WHAT TO DO: Within the records below, find each line that holds the string "SuitabilitySignals", then copy it.

[Collected data entries]
........

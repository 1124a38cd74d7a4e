/// Server configuration loaded from environment variables.
///
/// All fields have sensible defaults suitable for local development,
/// except the provider API keys which must be supplied.
#[derive(Debug, Clone)]
pub struct ServerConfig {
    /// Bind address (default: `0.0.0.0`).
    pub host: String,
    /// Bind port (default: `3000`).
    pub port: u16,
    /// Allowed CORS origins, parsed from comma-separated `CORS_ORIGINS` env var.
    pub cors_origins: Vec<String>,
    /// HTTP request timeout in seconds (default: `30`).
    pub request_timeout_secs: u64,
    /// YouTube Data API key used by the analysis endpoints.
    pub youtube_api_key: String,
    /// TMDB API key used by the metadata search endpoint.
    pub tmdb_api_key: String,
}

impl ServerConfig {
    /// Load configuration from environment variables with defaults.
    ///
    /// | Env Var                | Default                    |
    /// |------------------------|----------------------------|
    /// | `HOST`                 | `0.0.0.0`                  |
    /// | `PORT`                 | `3000`                     |
    /// | `CORS_ORIGINS`         | `http://localhost:5173`    |
    /// | `REQUEST_TIMEOUT_SECS` | `30`                       |
    /// | `YOUTUBE_API_KEY`      | (required)                 |
    /// | `TMDB_API_KEY`         | (required)                 |
    pub fn from_env() -> Self {
        let host = std::env::var("HOST").unwrap_or_else(|_| "0.0.0.0".into());

        let port: u16 = std::env::var("PORT")
            .unwrap_or_else(|_| "3000".into())
            .parse()
            .expect("PORT must be a valid u16");

        let cors_origins: Vec<String> = std::env::var("CORS_ORIGINS")
            .unwrap_or_else(|_| "http://localhost:5173".into())
            .split(',')
            .map(|s| s.trim().to_string())
            .filter(|s| !s.is_empty())
            .collect();

        let request_timeout_secs: u64 = std::env::var("REQUEST_TIMEOUT_SECS")
            .unwrap_or_else(|_| "30".into())
            .parse()
            .expect("REQUEST_TIMEOUT_SECS must be a valid u64");

        let youtube_api_key =
            std::env::var("YOUTUBE_API_KEY").expect("YOUTUBE_API_KEY must be set");
        let tmdb_api_key = std::env::var("TMDB_API_KEY").expect("TMDB_API_KEY must be set");

        Self {
            host,
            port,
            cors_origins,
            request_timeout_secs,
            youtube_api_key,
            tmdb_api_key,
        }
    }
}
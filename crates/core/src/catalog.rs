//! Catalog-level filtering and ordering by community safety.

use std::cmp::Ordering;

use crate::arbiter::MIN_COMMUNITY_SAMPLE;
use crate::community::CommunitySummary;

/// Default minimum community score for the "safe titles" listing filter.
pub const DEFAULT_SAFE_MIN_SCORE: f64 = 6.0;

/// A title qualifies for the safe listing only when enough members have
/// reported and the aggregate clears the bar.
pub fn is_listable_safe(summary: &CommunitySummary, min_score: f64) -> bool {
    summary.count >= MIN_COMMUNITY_SAMPLE && summary.score >= min_score
}

/// Order items safest-first: community score descending, then sample
/// count descending (better-evidenced titles win ties).
pub fn sort_by_safety<T>(items: &mut [T], summary_of: impl Fn(&T) -> &CommunitySummary) {
    items.sort_by(|a, b| {
        let sa = summary_of(a);
        let sb = summary_of(b);
        match sb.score.total_cmp(&sa.score) {
            Ordering::Equal => sb.count.cmp(&sa.count),
            other => other,
        }
    });
}

#[cfg(test)]
mod tests {
    use super::*;
    use crate::community::{CONFIDENCE_LOW, CONFIDENCE_MEDIUM, LEVEL_SAFE};

    fn summary(score: f64, count: usize) -> CommunitySummary {
        CommunitySummary {
            score,
            count,
            confidence: if count >= 3 { CONFIDENCE_MEDIUM } else { CONFIDENCE_LOW },
            deletion_count: 0,
            deletion_ratio: 0.0,
            safety_level: LEVEL_SAFE,
        }
    }

    #[test]
    fn safe_listing_needs_sample_and_score() {
        assert!(is_listable_safe(&summary(7.0, 3), DEFAULT_SAFE_MIN_SCORE));
        assert!(!is_listable_safe(&summary(9.0, 2), DEFAULT_SAFE_MIN_SCORE));
        assert!(!is_listable_safe(&summary(5.9, 10), DEFAULT_SAFE_MIN_SCORE));
    }

    #[test]
    fn sort_orders_by_score_then_count() {
        let mut items = vec![
            ("low", summary(5.0, 10)),
            ("high_few", summary(8.0, 3)),
            ("high_many", summary(8.0, 9)),
        ];
        sort_by_safety(&mut items, |item| &item.1);
        let order: Vec<&str> = items.iter().map(|i| i.0).collect();
        assert_eq!(order, vec!["high_many", "high_few", "low"]);
    }
}
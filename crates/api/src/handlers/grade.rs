//! Handler for the resolved grade endpoint.
//!
//! Pulls together every signal a title has — admin flags, community
//! reports, the latest automated snapshot — and resolves them through
//! the trust precedence order. The response carries the provenance so
//! the presentation layer can render heuristic-only grades with less
//! visual weight than backed ones.

use axum::extract::{Path, State};
use axum::Json;
use serde::Serialize;

use shortscout_core::arbiter::{resolve_grade, RenderableGrade};
use shortscout_core::community::{aggregate_reports, CommunitySummary};
use shortscout_core::error::CoreError;
use shortscout_core::hybrid::{combine_scores, HybridScore};
use shortscout_core::suitability::{suitability_score, SuitabilitySignals};
use shortscout_core::types::DbId;
use shortscout_db::repositories::{AnalysisSnapshotRepo, SafetyReportRepo, TitleRepo};

use crate::error::AppResult;
use crate::response::DataResponse;
use crate::state::AppState;

/// Response body for `GET /titles/{id}/grade`.
#[derive(Debug, Serialize)]
pub struct GradeResponse {
    pub grade: RenderableGrade,
    pub community: CommunitySummary,
    /// Automated combined score, absent when no informative run exists.
    pub automated_score: Option<f64>,
    /// The latest run found no postings at all; risk cannot be evaluated.
    pub no_videos_found: bool,
    /// Blended presentation score, absent when no signal exists.
    pub hybrid: Option<HybridScore>,
    /// 0-100 planning heuristic.
    pub suitability: u8,
}

/// GET /api/v1/titles/{id}/grade
pub async fn get_grade(
    State(state): State<AppState>,
    Path(id): Path<DbId>,
) -> AppResult<Json<DataResponse<GradeResponse>>> {
    let title = TitleRepo::find_by_id(&state.pool, id)
        .await?
        .ok_or(CoreError::NotFound { entity: "title", id })?;

    let now = chrono::Utc::now();

    let reports = SafetyReportRepo::list_by_title(&state.pool, id).await?;
    let inputs: Vec<_> = reports.iter().map(|r| r.scoring_input()).collect();
    let community = aggregate_reports(&inputs, now);

    let snapshot = AnalysisSnapshotRepo::find_by_title(&state.pool, id).await?;
    let no_videos_found = snapshot.as_ref().is_some_and(|s| s.no_videos_found);
    let automated_score = snapshot.as_ref().and_then(|s| s.total_score);

    let grade = resolve_grade(
        title.admin_recommended,
        title.is_verified_safe,
        &community,
        automated_score,
    );
    let hybrid = combine_scores(automated_score, Some(&community));

    let signals = SuitabilitySignals {
        audience_count: title.audience_count,
        rating: title.rating,
        copyright_warning: title.copyright_warning,
        first_short_uploaded_at: snapshot.as_ref().and_then(|s| s.earliest_published_at),
        competing_channel_count: snapshot
            .as_ref()
            .map(|s| s.unique_channel_count.max(0) as u32)
            .unwrap_or(0),
        is_verified_safe: title.is_verified_safe,
        release_date: title.release_date,
    };
    let suitability = suitability_score(&signals, now);

    Ok(Json(DataResponse {
        data: GradeResponse {
            grade,
            community,
            automated_score,
            no_videos_found,
            hybrid,
            suitability,
        },
    }))
}
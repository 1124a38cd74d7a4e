//! Handlers for the excluded-channel registry endpoints.

use axum::extract::{Path, State};
use axum::http::StatusCode;
use axum::Json;

use shortscout_core::channel_risk::{validate_reason, validate_risk_level};
use shortscout_core::error::CoreError;
use shortscout_core::types::DbId;
use shortscout_db::models::excluded_channel::{
    CreateExcludedChannel, ExcludedChannel, UpdateExcludedChannel,
};
use shortscout_db::repositories::ExcludedChannelRepo;

use crate::error::AppResult;
use crate::response::DataResponse;
use crate::state::AppState;

/// GET /api/v1/channels
///
/// The whole registry, most recently registered first.
pub async fn list_channels(
    State(state): State<AppState>,
) -> AppResult<Json<DataResponse<Vec<ExcludedChannel>>>> {
    let channels = ExcludedChannelRepo::list(&state.pool).await?;
    Ok(Json(DataResponse { data: channels }))
}

/// POST /api/v1/channels
///
/// Register a channel in a risk tier. Duplicate channel ids are rejected
/// by the schema's unique constraint (409).
pub async fn register_channel(
    State(state): State<AppState>,
    Json(input): Json<CreateExcludedChannel>,
) -> AppResult<(StatusCode, Json<DataResponse<ExcludedChannel>>)> {
    validate_risk_level(&input.risk_level)?;
    validate_reason(input.reason.as_deref())?;
    if input.channel_id.trim().is_empty() {
        return Err(CoreError::Validation("channel_id must not be empty".to_string()).into());
    }

    let channel = ExcludedChannelRepo::create(&state.pool, &input).await?;
    tracing::info!(
        channel_id = %channel.channel_id,
        risk_level = %channel.risk_level,
        "Channel registered"
    );
    Ok((StatusCode::CREATED, Json(DataResponse { data: channel })))
}

/// PATCH /api/v1/channels/{id}
pub async fn update_channel(
    State(state): State<AppState>,
    Path(id): Path<DbId>,
    Json(input): Json<UpdateExcludedChannel>,
) -> AppResult<Json<DataResponse<ExcludedChannel>>> {
    if let Some(level) = input.risk_level.as_deref() {
        validate_risk_level(level)?;
    }
    validate_reason(input.reason.as_deref())?;

    let channel = ExcludedChannelRepo::update(&state.pool, id, &input)
        .await?
        .ok_or(CoreError::NotFound {
            entity: "excluded channel",
            id,
        })?;
    Ok(Json(DataResponse { data: channel }))
}

/// DELETE /api/v1/channels/{id}
pub async fn delete_channel(
    State(state): State<AppState>,
    Path(id): Path<DbId>,
) -> AppResult<StatusCode> {
    let deleted = ExcludedChannelRepo::delete(&state.pool, id).await?;
    if !deleted {
        return Err(CoreError::NotFound {
            entity: "excluded channel",
            id,
        }
        .into());
    }
    Ok(StatusCode::NO_CONTENT)
}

........

YOUR RESPONSE:
use shortscout_core::suitability::{suitability_score, SuitabilitySignals};
    let signals = SuitabilitySignals {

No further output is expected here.